The couch is on the other side of auckland, so organising to pick it up either tonight or sunday, although the weather looks like it's going to rain then, so today will be the best day I think. Hopefully the vendor is going to be home tonight, have sent an email, fingers crossed! wehave a leather chesterfield.. all the buttons catch fluff! The vacuum cleaner sorts it out.. they are really no more work to maintain than fabric couches.. a quick wipe over with leather conditioner once a month keeps them good.



Allie


----------



## Tom (Oct 22, 2009)

arcticsid;
Plus I know how to milk chickens.
Troy
:b[/QUOTE said:


> Do tell. You dont ___ them do ya?


----------



## St Allie (Oct 22, 2009)

Tom said:


> Do tell. You dont ___ them do ya?



:<

( goes to get the soap to wash Toms mouth out)

::


----------



## arcticsid (Oct 22, 2009)

Tom!! I don't pluck them I skin them. Milking in itself is a challenge they run pretty fast and hard to catch when you're half shot

Why does Allie have a bunch of swedes on her property, get some Norweigians, at least you won't have to listen to ABBA all night!! LOL

Troy

Aliie, so can you make pasta dough in a bread machine? I'm guessing not. I am envious, I'd like to have a pasta machine. There is absolutely nothing better than fresh pasta! And me and my cats have been "jammin on the salmon" the last couple days. Slice it thin with just a touch of salt and it's there. Sometimes I like to get the fresh AHI, cut it a little thicker toss it with your favorite soy sauce, chopped green onions and just a touch of ginger, toss in a few of the hot Thai peppers and let it sit for an hour or two. Excellent. I am a pollack from Wisconsin, but I will eat raw seafood any time of the week. if I was ever met at the pearly gates and was given a choice between sushi or a good bratwurst and kraut, I would have to turn back. Thats a decision I just couldn't make.


----------



## arcticsid (Oct 22, 2009)

One of my favorite things to make is squid jerky. I have made this so many times I should market it.

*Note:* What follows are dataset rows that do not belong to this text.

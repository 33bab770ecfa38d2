//! Reporting and export — JSON, CSV, and Markdown artifact generation.
//!
//! Artifact set per run: `manifest.json` (full result round-trip),
//! `daily_series.csv` (augmented series), `forecast.csv` (scored test
//! points), and `report.md` (human-readable summary). All persisted JSON
//! includes a `schema_version` field; newer versions are rejected on load.

use std::path::{Path, PathBuf};

use anyhow::{bail, Context, Result};

use ordercast_core::domain::{AugmentedSeries, OrderRecord};

use crate::runner::{EvalResult, ForecastPoint, SCHEMA_VERSION};

// ─── JSON export ────────────────────────────────────────────────────

/// Serialize an `EvalResult` to pretty JSON.
pub fn export_json(result: &EvalResult) -> Result<String> {
    serde_json::to_string_pretty(result).context("failed to serialize EvalResult to JSON")
}

/// Deserialize an `EvalResult` from JSON, rejecting unknown schema versions.
pub fn import_json(json: &str) -> Result<EvalResult> {
    let result: EvalResult =
        serde_json::from_str(json).context("failed to deserialize EvalResult from JSON")?;
    if result.schema_version > SCHEMA_VERSION {
        bail!(
            "unsupported schema version {} (max supported: {})",
            result.schema_version,
            SCHEMA_VERSION
        );
    }
    Ok(result)
}

// ─── CSV export ─────────────────────────────────────────────────────

/// Export the augmented daily series as CSV.
///
/// Columns: index, date, year, half, quarter, month, day, weekday, holiday
/// (1/0), total_quantity.
pub fn export_series_csv(series: &AugmentedSeries) -> Result<String> {
    let mut wtr = csv::Writer::from_writer(vec![]);

    wtr.write_record([
        "index",
        "date",
        "year",
        "half",
        "quarter",
        "month",
        "day",
        "weekday",
        "holiday",
        "total_quantity",
    ])?;

    for p in &series.points {
        wtr.write_record([
            &p.index.to_string(),
            &p.date.to_string(),
            &p.year.to_string(),
            &p.half.to_string(),
            &p.quarter.to_string(),
            &p.month,
            &p.day.to_string(),
            &p.weekday,
            &if p.holiday { "1" } else { "0" }.to_string(),
            &p.total_quantity.to_string(),
        ])?;
    }

    let data = wtr.into_inner().context("failed to flush CSV writer")?;
    String::from_utf8(data).context("CSV output is not valid UTF-8")
}

/// Export scored test points as CSV.
///
/// Columns: date, actual, forecast, abs_error.
pub fn export_forecast_csv(points: &[ForecastPoint]) -> Result<String> {
    let mut wtr = csv::Writer::from_writer(vec![]);

    wtr.write_record(["date", "actual", "forecast", "abs_error"])?;
    for p in points {
        wtr.write_record([
            &p.date.to_string(),
            &p.actual.to_string(),
            &format!("{:.4}", p.forecast),
            &format!("{:.4}", p.abs_error),
        ])?;
    }

    let data = wtr.into_inner().context("failed to flush CSV writer")?;
    String::from_utf8(data).context("CSV output is not valid UTF-8")
}

/// Export order records as a CSV the loader accepts.
///
/// Used by the `synthetic` command to write demo order files.
pub fn export_orders_csv(records: &[OrderRecord]) -> Result<String> {
    let mut wtr = csv::Writer::from_writer(vec![]);

    wtr.write_record([
        "ORDERNUMBER",
        "QUANTITYORDERED",
        "PRICEEACH",
        "ORDERDATE",
        "STATUS",
        "PRODUCTLINE",
        "PRODUCTCODE",
    ])?;

    for r in records {
        wtr.write_record([
            &r.order_number.to_string(),
            &r.quantity.to_string(),
            &format!("{:.2}", r.unit_price),
            &r.order_date.format("%-m/%-d/%Y %-H:%M").to_string(),
            &r.status,
            &r.product_line,
            &r.product_code,
        ])?;
    }

    let data = wtr.into_inner().context("failed to flush CSV writer")?;
    String::from_utf8(data).context("CSV output is not valid UTF-8")
}

// ─── Markdown report ────────────────────────────────────────────────

const REPORT_PREVIEW_ROWS: usize = 10;

/// Render a human-readable run report.
pub fn render_markdown(result: &EvalResult) -> String {
    let mut md = String::new();

    md.push_str("# Ordercast evaluation report\n\n");
    if result.has_synthetic {
        md.push_str("> **WARNING**: results based on SYNTHETIC data\n\n");
    }

    md.push_str("## Run\n\n");
    md.push_str(&format!("- Input: `{}`\n", result.csv_path));
    md.push_str(&format!("- Dataset hash: `{}`\n", result.dataset_hash));
    md.push_str(&format!(
        "- Records: {} over {} trading days\n",
        result.record_count, result.day_count
    ));
    md.push_str(&format!("- Calendar years: {:?}\n", result.calendar_years));
    md.push_str(&format!(
        "- Cutoff: {} (window {} days)\n\n",
        result.cutoff_date, result.window
    ));

    md.push_str("## Evaluation\n\n");
    md.push_str(&format!("- Train days: {}\n", result.train_days));
    md.push_str(&format!("- Test days: {}\n", result.test_days));
    md.push_str(&format!(
        "- Last train moving average: {:.2}\n",
        result.last_train_ma
    ));
    md.push_str(&format!("- **Mean absolute error: {:.2}**\n\n", result.mae));

    md.push_str("## Forecast (head)\n\n");
    md.push_str("| date | actual | forecast | abs error |\n");
    md.push_str("|------|--------|----------|-----------|\n");
    for p in result.forecast.iter().take(REPORT_PREVIEW_ROWS) {
        md.push_str(&format!(
            "| {} | {} | {:.2} | {:.2} |\n",
            p.date, p.actual, p.forecast, p.abs_error
        ));
    }
    if result.forecast.len() > REPORT_PREVIEW_ROWS {
        md.push_str(&format!(
            "\n{} more rows in `forecast.csv`.\n",
            result.forecast.len() - REPORT_PREVIEW_ROWS
        ));
    }

    md
}

// ─── Artifact set ───────────────────────────────────────────────────

/// Write the full artifact set under `out_dir`, returning the run directory.
///
/// The run directory is named from the cutoff date and a short dataset-hash
/// prefix, so re-runs of identical inputs land in the same place.
pub fn save_artifacts(result: &EvalResult, out_dir: &Path) -> Result<PathBuf> {
    let short_hash = &result.dataset_hash[..result.dataset_hash.len().min(8)];
    let run_dir = out_dir.join(format!("run_{}_{}", result.cutoff_date, short_hash));
    std::fs::create_dir_all(&run_dir)
        .with_context(|| format!("failed to create {}", run_dir.display()))?;

    std::fs::write(run_dir.join("manifest.json"), export_json(result)?)
        .context("failed to write manifest.json")?;
    std::fs::write(
        run_dir.join("daily_series.csv"),
        export_series_csv(&result.series)?,
    )
    .context("failed to write daily_series.csv")?;
    std::fs::write(
        run_dir.join("forecast.csv"),
        export_forecast_csv(&result.forecast)?,
    )
    .context("failed to write forecast.csv")?;
    std::fs::write(run_dir.join("report.md"), render_markdown(result))
        .context("failed to write report.md")?;

    Ok(run_dir)
}

#[cfg(test)]
mod tests {
    use super::*;
    use chrono::NaiveDate;
    use ordercast_core::calendar::{derive_calendar_fields, HolidaySet};
    use ordercast_core::domain::{DailyPoint, DailySeries};

    fn sample_result() -> EvalResult {
        let daily = DailySeries {
            points: vec![
                DailyPoint {
                    date: NaiveDate::from_ymd_opt(2003, 7, 4).unwrap(),
                    total_quantity: 15,
                },
                DailyPoint {
                    date: NaiveDate::from_ymd_opt(2003, 7, 7).unwrap(),
                    total_quantity: 3,
                },
            ],
        };
        let series = derive_calendar_fields(&daily, &HolidaySet::for_years(&[2003]));

        EvalResult {
            schema_version: SCHEMA_VERSION,
            csv_path: "orders.csv".into(),
            cutoff_date: NaiveDate::from_ymd_opt(2003, 7, 7).unwrap(),
            window: 1,
            dataset_hash: "0123456789abcdef".into(),
            has_synthetic: false,
            record_count: 3,
            day_count: 2,
            train_days: 1,
            test_days: 1,
            calendar_years: vec![2003],
            last_train_ma: 15.0,
            mae: 12.0,
            series,
            forecast: vec![ForecastPoint {
                date: NaiveDate::from_ymd_opt(2003, 7, 7).unwrap(),
                actual: 3,
                forecast: 15.0,
                abs_error: 12.0,
            }],
        }
    }

    #[test]
    fn json_roundtrip_preserves_result() {
        let result = sample_result();
        let json = export_json(&result).unwrap();
        let back = import_json(&json).unwrap();
        assert_eq!(back.mae, result.mae);
        assert_eq!(back.series, result.series);
    }

    #[test]
    fn import_rejects_newer_schema() {
        let mut result = sample_result();
        result.schema_version = SCHEMA_VERSION + 1;
        let json = export_json(&result).unwrap();
        let err = import_json(&json).unwrap_err();
        assert!(err.to_string().contains("unsupported schema version"));
    }

    #[test]
    fn series_csv_encodes_holiday_as_one_zero() {
        let result = sample_result();
        let csv_text = export_series_csv(&result.series).unwrap();
        let mut lines = csv_text.lines();
        assert_eq!(
            lines.next().unwrap(),
            "index,date,year,half,quarter,month,day,weekday,holiday,total_quantity"
        );
        // 2003-07-04 is Independence Day.
        assert_eq!(lines.next().unwrap(), "0,2003-07-04,2003,2,3,Jul,4,Fri,1,15");
        assert_eq!(lines.next().unwrap(), "1,2003-07-07,2003,2,3,Jul,7,Mon,0,3");
    }

    #[test]
    fn forecast_csv_has_scored_rows() {
        let result = sample_result();
        let csv_text = export_forecast_csv(&result.forecast).unwrap();
        assert!(csv_text.starts_with("date,actual,forecast,abs_error"));
        assert!(csv_text.contains("2003-07-07,3,15.0000,12.0000"));
    }

    #[test]
    fn orders_csv_roundtrips_through_loader() {
        let records = vec![OrderRecord {
            order_date: NaiveDate::from_ymd_opt(2003, 2, 24)
                .unwrap()
                .and_hms_opt(0, 0, 0)
                .unwrap(),
            order_number: 10107,
            quantity: 30,
            unit_price: 95.7,
            product_line: "Motorcycles".into(),
            product_code: "S10_1678".into(),
            status: "Shipped".into(),
        }];

        let csv_text = export_orders_csv(&records).unwrap();
        let file = tempfile::NamedTempFile::new().unwrap();
        std::fs::write(file.path(), &csv_text).unwrap();
        let back = ordercast_core::data::load_orders(file.path()).unwrap();
        assert_eq!(back, records);
    }

    #[test]
    fn save_artifacts_writes_the_full_set() {
        let result = sample_result();
        let dir = tempfile::tempdir().unwrap();
        let run_dir = save_artifacts(&result, dir.path()).unwrap();

        assert!(run_dir.join("manifest.json").exists());
        assert!(run_dir.join("daily_series.csv").exists());
        assert!(run_dir.join("forecast.csv").exists());
        assert!(run_dir.join("report.md").exists());

        let report = std::fs::read_to_string(run_dir.join("report.md")).unwrap();
        assert!(report.contains("Mean absolute error: 12.00"));
    }
}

I start with the whole squid (smaller ones 6-8"), cut the tenacles off(flour and freeze), skin the body, remove the innards etc. I them marinate it in a soy sauce brine, plus about 20 other ingredients, overnight and than lay them out on the dehydrater.

I just made some of this last month and again I only got a few pieces. I got to thinking next time I wont make it so good!!!!

I love my smoker and could talk about that too! Smoked a couple Turkeys last year and then finished them in the oven. They were "lovely". Can I say lovely? LOL

I make a mean greek dressing with Kalamatas and Feta, and my main thing is hot garlic dill pickles. These need to go to market. I already have the artist ready to do my logo. it is a pickle in a parka holding a harpoon standing next to a kayak. "Arctic Pickle Company", coming to a vendor near you.

Troy


----------



## St Allie (Oct 22, 2009)

pasta dough is very quick to make Troy, you don't really need a machine.. just a rolling pin and a knife to cut it with.. the main thing to get right with the dough, is pliability without stickiness. And it's much cheaper than buying it at the shops.. you can freeze the extra for later.

I'm sure there must be some tutorials on youtube?

Allie


----------



## arcticsid (Oct 22, 2009)

I've made pasta a couple times G. It really is pretty simple to make and you are absolutley right, no comparrison to the pre made. Was just thinking about making a batch of spaghetti sauce and I very well make some fresh pasta to go along with it. Have a couple bags of "Shaggy Mane" mushrooms I picked this fall, gonna have to be sure they go in there too to compliment the pasta!!!


----------



## Tom (Oct 22, 2009)

St Allie said:


> :<
> 
> ( goes to get the soap to wash Toms mouth out)
> 
> ::



?? What were you thinking? I was gonna say KILL. but I thought we would hurt the feelings of all our VEEGANS!


----------



## St Allie (Oct 22, 2009)

mushroom tortellini sounds nice in a rich tomato based sauce.. got a bottle of red to go with it?

Allie


----------



## St Allie (Oct 22, 2009)

Tom said:


> ?? What were you thinking? I was gonna say KILL. but I thought we would hurt the feelings of all our VEEGANS!



heheheh..

yeah right!


----------



## St Allie (Oct 22, 2009)

Norwegians would do!.. the swedes were self inflicted, I planted the entire packet and every single seed sprouted. I thought the cattle would eat them, but they only eat the greens and turn their noses up at the vege bit.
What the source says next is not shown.